* _Try it_
Show all the lines in the data below that include the word "TransportConnection".

* _Records shown_

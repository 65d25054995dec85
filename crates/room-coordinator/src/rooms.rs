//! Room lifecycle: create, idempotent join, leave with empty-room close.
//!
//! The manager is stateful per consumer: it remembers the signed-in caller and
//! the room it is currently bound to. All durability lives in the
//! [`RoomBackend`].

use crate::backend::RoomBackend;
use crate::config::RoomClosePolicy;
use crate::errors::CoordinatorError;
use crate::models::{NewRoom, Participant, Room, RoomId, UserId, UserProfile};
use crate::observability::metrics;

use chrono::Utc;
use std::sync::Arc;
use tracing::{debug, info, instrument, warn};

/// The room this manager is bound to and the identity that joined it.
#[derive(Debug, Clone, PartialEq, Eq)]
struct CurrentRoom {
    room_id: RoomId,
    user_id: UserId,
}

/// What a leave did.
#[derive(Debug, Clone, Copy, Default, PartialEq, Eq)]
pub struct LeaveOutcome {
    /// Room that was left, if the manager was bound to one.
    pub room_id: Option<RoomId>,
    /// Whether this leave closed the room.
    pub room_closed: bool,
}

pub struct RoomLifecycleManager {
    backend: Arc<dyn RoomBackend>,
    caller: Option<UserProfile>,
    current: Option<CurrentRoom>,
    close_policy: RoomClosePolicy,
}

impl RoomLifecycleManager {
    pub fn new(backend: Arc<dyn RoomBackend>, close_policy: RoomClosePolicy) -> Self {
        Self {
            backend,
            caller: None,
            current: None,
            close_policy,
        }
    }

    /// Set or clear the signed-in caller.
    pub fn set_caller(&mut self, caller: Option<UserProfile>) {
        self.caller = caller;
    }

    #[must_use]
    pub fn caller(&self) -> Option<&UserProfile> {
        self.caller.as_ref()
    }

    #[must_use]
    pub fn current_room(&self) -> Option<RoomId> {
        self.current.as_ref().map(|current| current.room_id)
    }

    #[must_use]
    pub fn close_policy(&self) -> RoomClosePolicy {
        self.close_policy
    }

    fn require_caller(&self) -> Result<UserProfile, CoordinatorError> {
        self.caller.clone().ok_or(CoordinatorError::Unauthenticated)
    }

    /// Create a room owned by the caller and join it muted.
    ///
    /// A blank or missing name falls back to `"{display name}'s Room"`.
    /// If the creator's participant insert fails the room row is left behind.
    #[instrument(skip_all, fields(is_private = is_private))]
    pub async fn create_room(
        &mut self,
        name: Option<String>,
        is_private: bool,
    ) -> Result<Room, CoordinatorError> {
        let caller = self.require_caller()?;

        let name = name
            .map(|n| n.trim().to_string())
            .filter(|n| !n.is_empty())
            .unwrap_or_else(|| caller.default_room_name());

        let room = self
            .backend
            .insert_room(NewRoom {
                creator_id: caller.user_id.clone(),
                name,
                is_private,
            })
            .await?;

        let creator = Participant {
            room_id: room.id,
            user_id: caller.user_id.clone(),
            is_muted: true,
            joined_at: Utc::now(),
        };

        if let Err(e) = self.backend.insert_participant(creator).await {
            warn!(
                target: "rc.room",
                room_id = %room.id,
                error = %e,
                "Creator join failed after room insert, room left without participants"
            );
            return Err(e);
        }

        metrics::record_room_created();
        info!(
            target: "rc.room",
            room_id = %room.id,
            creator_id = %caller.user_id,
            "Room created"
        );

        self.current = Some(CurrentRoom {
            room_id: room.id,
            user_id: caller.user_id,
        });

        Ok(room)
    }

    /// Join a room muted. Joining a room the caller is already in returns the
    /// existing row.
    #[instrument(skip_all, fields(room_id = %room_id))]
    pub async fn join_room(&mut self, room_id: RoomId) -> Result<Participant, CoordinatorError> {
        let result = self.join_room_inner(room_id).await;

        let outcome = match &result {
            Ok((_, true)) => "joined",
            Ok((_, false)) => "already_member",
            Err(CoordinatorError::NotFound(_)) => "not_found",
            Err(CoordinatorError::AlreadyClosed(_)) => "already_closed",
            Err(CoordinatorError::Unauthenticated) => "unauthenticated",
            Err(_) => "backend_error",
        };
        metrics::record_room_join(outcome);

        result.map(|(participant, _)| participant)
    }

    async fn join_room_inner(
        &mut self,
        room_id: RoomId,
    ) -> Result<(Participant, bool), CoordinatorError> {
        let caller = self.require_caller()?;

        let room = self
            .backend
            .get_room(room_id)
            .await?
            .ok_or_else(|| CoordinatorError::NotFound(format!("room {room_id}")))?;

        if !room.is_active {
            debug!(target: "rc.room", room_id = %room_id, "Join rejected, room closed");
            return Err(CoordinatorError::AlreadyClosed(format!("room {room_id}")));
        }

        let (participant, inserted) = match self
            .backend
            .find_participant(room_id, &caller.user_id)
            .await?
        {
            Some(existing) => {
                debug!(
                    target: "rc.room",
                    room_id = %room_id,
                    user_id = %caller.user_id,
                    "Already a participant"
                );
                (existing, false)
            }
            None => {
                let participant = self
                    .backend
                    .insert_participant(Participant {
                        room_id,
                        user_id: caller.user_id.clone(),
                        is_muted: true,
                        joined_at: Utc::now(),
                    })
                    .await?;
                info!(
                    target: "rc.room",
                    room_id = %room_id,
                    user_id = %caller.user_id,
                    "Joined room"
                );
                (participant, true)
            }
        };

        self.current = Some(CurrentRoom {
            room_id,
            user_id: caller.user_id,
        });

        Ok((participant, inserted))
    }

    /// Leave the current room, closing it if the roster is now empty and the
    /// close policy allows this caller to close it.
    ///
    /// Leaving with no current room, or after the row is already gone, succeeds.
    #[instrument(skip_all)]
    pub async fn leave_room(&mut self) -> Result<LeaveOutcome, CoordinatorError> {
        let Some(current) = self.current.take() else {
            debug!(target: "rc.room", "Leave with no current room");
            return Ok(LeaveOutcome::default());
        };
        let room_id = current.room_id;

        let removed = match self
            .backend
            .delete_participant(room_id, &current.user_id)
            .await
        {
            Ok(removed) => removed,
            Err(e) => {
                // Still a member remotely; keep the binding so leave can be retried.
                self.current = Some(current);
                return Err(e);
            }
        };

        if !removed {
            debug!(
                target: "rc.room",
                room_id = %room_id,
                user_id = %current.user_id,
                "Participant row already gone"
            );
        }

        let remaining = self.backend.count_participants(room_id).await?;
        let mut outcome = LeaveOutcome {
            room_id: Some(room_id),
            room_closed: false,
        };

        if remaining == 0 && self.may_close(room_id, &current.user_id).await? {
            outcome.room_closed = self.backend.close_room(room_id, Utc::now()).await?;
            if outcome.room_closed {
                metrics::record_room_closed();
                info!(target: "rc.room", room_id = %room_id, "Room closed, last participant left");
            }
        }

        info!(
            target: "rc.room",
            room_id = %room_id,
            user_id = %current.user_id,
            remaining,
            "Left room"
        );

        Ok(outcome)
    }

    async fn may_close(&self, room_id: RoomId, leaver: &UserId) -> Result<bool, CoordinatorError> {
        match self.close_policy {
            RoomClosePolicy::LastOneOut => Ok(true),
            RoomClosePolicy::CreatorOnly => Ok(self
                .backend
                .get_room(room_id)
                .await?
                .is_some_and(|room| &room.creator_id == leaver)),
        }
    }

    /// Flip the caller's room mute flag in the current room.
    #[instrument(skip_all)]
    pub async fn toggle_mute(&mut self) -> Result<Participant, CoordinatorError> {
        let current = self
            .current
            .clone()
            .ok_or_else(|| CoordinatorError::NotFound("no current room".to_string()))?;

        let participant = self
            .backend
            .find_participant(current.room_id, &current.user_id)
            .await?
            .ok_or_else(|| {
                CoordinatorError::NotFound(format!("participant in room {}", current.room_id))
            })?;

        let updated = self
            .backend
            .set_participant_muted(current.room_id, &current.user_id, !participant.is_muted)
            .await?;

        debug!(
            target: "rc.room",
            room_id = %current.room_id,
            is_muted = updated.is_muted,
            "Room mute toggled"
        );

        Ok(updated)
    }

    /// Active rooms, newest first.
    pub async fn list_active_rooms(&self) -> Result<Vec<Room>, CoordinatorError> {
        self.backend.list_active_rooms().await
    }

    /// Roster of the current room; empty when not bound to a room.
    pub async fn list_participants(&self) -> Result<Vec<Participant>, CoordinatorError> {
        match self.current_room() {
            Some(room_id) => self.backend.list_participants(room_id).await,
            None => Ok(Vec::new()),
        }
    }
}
==
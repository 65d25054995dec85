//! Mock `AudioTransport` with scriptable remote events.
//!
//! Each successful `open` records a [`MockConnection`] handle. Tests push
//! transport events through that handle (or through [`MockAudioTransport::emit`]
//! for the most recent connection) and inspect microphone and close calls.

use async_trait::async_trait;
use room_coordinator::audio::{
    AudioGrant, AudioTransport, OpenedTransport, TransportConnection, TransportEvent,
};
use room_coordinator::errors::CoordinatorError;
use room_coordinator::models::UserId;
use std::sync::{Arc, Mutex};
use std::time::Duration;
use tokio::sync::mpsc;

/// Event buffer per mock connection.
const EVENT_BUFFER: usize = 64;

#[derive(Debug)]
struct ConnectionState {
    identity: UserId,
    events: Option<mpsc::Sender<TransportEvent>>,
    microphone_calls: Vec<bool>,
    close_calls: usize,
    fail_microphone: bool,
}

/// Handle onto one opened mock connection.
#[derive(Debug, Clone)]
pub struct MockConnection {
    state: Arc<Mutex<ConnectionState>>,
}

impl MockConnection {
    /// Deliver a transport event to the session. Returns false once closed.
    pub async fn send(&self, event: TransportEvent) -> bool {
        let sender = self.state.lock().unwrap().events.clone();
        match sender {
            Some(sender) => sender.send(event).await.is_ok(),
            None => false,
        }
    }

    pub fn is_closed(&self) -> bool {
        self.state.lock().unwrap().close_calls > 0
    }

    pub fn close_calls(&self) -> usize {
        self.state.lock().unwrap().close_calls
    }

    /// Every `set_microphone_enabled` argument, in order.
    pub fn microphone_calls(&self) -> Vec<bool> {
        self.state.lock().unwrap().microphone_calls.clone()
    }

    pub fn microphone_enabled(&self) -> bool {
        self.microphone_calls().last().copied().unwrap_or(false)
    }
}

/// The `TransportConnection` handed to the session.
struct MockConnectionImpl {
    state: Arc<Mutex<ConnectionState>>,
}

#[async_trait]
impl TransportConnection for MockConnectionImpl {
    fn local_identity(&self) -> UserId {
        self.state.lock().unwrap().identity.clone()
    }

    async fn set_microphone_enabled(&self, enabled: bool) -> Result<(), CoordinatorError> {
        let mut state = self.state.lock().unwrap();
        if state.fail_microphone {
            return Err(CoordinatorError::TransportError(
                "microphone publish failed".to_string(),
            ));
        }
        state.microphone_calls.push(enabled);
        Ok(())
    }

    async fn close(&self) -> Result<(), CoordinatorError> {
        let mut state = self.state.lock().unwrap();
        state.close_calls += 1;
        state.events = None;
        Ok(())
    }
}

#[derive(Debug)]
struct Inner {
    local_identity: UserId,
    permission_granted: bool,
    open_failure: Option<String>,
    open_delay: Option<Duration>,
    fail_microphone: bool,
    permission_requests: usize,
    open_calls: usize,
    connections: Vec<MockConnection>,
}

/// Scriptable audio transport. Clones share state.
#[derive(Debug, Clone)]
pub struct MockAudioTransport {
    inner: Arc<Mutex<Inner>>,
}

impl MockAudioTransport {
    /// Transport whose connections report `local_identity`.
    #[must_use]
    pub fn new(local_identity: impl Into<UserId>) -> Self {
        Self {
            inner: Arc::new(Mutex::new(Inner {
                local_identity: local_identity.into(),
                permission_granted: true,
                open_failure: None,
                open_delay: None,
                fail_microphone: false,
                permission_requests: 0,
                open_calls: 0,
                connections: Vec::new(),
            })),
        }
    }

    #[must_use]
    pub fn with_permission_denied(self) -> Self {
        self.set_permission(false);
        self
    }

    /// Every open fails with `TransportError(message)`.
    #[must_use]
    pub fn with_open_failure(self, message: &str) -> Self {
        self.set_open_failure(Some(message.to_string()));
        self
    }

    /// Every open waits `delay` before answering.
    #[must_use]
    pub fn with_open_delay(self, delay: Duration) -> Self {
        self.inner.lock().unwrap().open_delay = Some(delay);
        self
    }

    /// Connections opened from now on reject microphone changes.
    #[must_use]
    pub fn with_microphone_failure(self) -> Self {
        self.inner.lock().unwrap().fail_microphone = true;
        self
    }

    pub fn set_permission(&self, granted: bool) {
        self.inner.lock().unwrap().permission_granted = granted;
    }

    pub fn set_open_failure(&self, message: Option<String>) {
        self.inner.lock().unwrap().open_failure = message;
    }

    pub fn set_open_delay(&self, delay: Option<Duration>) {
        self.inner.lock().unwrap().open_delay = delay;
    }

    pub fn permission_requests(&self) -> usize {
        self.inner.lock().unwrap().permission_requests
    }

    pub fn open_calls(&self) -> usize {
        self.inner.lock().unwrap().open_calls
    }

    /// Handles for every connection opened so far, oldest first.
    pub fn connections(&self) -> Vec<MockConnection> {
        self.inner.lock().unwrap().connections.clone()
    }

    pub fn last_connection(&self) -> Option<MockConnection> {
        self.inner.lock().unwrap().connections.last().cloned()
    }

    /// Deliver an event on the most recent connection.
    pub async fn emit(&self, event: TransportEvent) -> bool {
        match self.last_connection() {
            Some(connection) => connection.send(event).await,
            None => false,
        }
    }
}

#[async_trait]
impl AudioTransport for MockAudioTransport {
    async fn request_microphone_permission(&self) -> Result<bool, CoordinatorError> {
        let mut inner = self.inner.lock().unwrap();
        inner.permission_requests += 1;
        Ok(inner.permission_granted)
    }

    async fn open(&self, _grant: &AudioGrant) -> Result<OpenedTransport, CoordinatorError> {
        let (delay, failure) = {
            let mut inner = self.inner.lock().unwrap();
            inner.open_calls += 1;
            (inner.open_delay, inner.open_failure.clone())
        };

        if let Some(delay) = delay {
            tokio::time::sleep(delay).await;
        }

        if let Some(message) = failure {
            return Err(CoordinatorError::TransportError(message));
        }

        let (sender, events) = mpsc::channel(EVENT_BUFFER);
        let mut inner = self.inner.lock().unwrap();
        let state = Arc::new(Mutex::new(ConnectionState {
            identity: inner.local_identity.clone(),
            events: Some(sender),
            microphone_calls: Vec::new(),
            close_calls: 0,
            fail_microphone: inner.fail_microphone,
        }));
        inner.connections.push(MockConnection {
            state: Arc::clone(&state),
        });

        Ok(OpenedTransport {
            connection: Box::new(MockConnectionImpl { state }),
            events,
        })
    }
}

* _Solution to this problem_
    AudioGrant, AudioTransport, OpenedTransport, TransportConnection, TransportEvent,
/// The `TransportConnection` handed to the session.
impl TransportConnection for MockConnectionImpl {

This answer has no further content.